Saved data entries:
==*==
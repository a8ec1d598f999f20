// Copyright 2025 the Understory Authors
// SPDX-License-Identifier: Apache-2.0 OR MIT

//! Pan sampling: turn pointer positions into the translation/velocity samples
//! a [`ReorderList`](crate::ReorderList) consumes.
//!
//! Hosts whose gesture system already reports a translation and a velocity
//! can call [`ReorderList::update_drag`](crate::ReorderList::update_drag)
//! directly. Hosts that only see raw pointer moves feed them through a
//! [`PanTracker`].
//!
//! ## Usage
//!
//! 1) Call [`PanTracker::start`] with the pointer position and a timestamp when the drag begins.
//! 2) On each move, call [`PanTracker::update`] and forward the returned [`PanSample`].
//! 3) Call [`PanTracker::end`] on release.
//!
//! ## Minimal example
//!
//! ```
//! use kurbo::Point;
//! use understory_reorder::gesture::PanTracker;
//! use understory_reorder::{ReorderConfig, ReorderList};
//!
//! let mut list = ReorderList::new([1_u32, 2, 3], ReorderConfig::new(60.0));
//! let mut pan = PanTracker::default();
//!
//! list.begin_drag(1);
//! pan.start(Point::new(10.0, 30.0), 1_000);
//!
//! // 50px down in 100ms: 500px/s.
//! let sample = pan.update(Point::new(10.0, 80.0), 1_100).unwrap();
//! assert_eq!(sample.translation.y, 50.0);
//! assert_eq!(sample.velocity.y, 500.0);
//!
//! list.update_drag_with(1, sample);
//! pan.end();
//! assert_eq!(list.end_drag(1).unwrap().order, [2, 1, 3]);
//! ```

use kurbo::{Point, Vec2};

/// One movement sample of a pan gesture.
#[derive(Clone, Copy, Debug, Default, PartialEq)]
pub struct PanSample {
    /// Total movement since the pan started.
    pub translation: Vec2,
    /// Instantaneous velocity in logical pixels per second.
    pub velocity: Vec2,
}

/// Tracks a pointer pan and derives translation and velocity from raw positions.
///
/// Timestamps are in milliseconds from any monotonic origin.
#[derive(Clone, Copy, Debug, Default)]
pub struct PanTracker {
    /// Position and time at which the pan started.
    pub start: Option<(Point, u64)>,
    /// Most recent position and time.
    pub last: Option<(Point, u64)>,
    /// Most recently computed velocity.
    pub velocity: Vec2,
}

impl PanTracker {
    /// Start tracking a new pan from the given position.
    pub fn start(&mut self, pos: Point, time_ms: u64) {
        self.start = Some((pos, time_ms));
        self.last = Some((pos, time_ms));
        self.velocity = Vec2::ZERO;
    }

    /// Records a pointer move and returns the resulting sample.
    ///
    /// Returns `None` if no pan is active. Moves reported with the same (or an
    /// earlier) timestamp as the previous one keep the previous velocity.
    pub fn update(&mut self, pos: Point, time_ms: u64) -> Option<PanSample> {
        let (start_pos, _) = self.start?;
        if let Some((last_pos, last_time)) = self.last {
            if time_ms > last_time {
                let per_second = 1000.0 / (time_ms - last_time) as f64;
                self.velocity = (pos - last_pos) * per_second;
            }
        }
        self.last = Some((pos, time_ms));
        Some(PanSample {
            translation: pos - start_pos,
            velocity: self.velocity,
        })
    }

    /// End the current pan and reset state.
    pub fn end(&mut self) {
        *self = Self::default();
    }

    /// Returns `true` while a pan is active.
    pub fn is_panning(&self) -> bool {
        self.start.is_some()
    }
}

#[cfg(test)]
mod tests {
    use super::*;

    #[test]
    fn new_tracker_is_not_panning() {
        let pan = PanTracker::default();
        assert!(!pan.is_panning());
        assert!(pan.last.is_none());
    }

    #[test]
    fn update_without_start_returns_none() {
        let mut pan = PanTracker::default();
        assert_eq!(pan.update(Point::new(5.0, 5.0), 10), None);
        assert!(pan.last.is_none());
    }

    #[test]
    fn translation_is_measured_from_start() {
        let mut pan = PanTracker::default();
        pan.start(Point::new(10.0, 20.0), 0);
        pan.update(Point::new(12.0, 35.0), 16);
        let sample = pan.update(Point::new(11.0, 50.0), 32).unwrap();
        assert_eq!(sample.translation, Vec2::new(1.0, 30.0));
    }

    #[test]
    fn velocity_uses_the_latest_interval() {
        let mut pan = PanTracker::default();
        pan.start(Point::new(0.0, 100.0), 1_000);

        let down = pan.update(Point::new(0.0, 110.0), 1_010).unwrap();
        assert_eq!(down.velocity, Vec2::new(0.0, 1_000.0));

        let up = pan.update(Point::new(0.0, 105.0), 1_030).unwrap();
        assert_eq!(up.velocity, Vec2::new(0.0, -250.0));
    }

    #[test]
    fn repeated_timestamp_keeps_previous_velocity() {
        let mut pan = PanTracker::default();
        pan.start(Point::ZERO, 0);
        pan.update(Point::new(0.0, 20.0), 20);
        let sample = pan.update(Point::new(0.0, 40.0), 20).unwrap();
        assert_eq!(sample.velocity, Vec2::new(0.0, 1_000.0));
        assert_eq!(sample.translation, Vec2::new(0.0, 40.0));
    }

    #[test]
    fn stationary_pointer_has_zero_velocity() {
        let mut pan = PanTracker::default();
        pan.start(Point::new(3.0, 3.0), 0);
        let sample = pan.update(Point::new(3.0, 3.0), 16).unwrap();
        assert_eq!(sample.velocity, Vec2::ZERO);
        assert_eq!(sample.translation, Vec2::ZERO);
    }

    #[test]
    fn end_resets_state() {
        let mut pan = PanTracker::default();
        pan.start(Point::new(1.0, 1.0), 0);
        pan.update(Point::new(1.0, 9.0), 8);
        pan.end();
        assert!(!pan.is_panning());
        assert_eq!(pan.velocity, Vec2::ZERO);
        assert_eq!(pan.update(Point::new(1.0, 20.0), 16), None);
    }
}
==*==
Work to be completed
Scan the data above for the word "Most" and report every line where it is found.

Task answer
    /// Most recent position and time.
    /// Most recently computed velocity.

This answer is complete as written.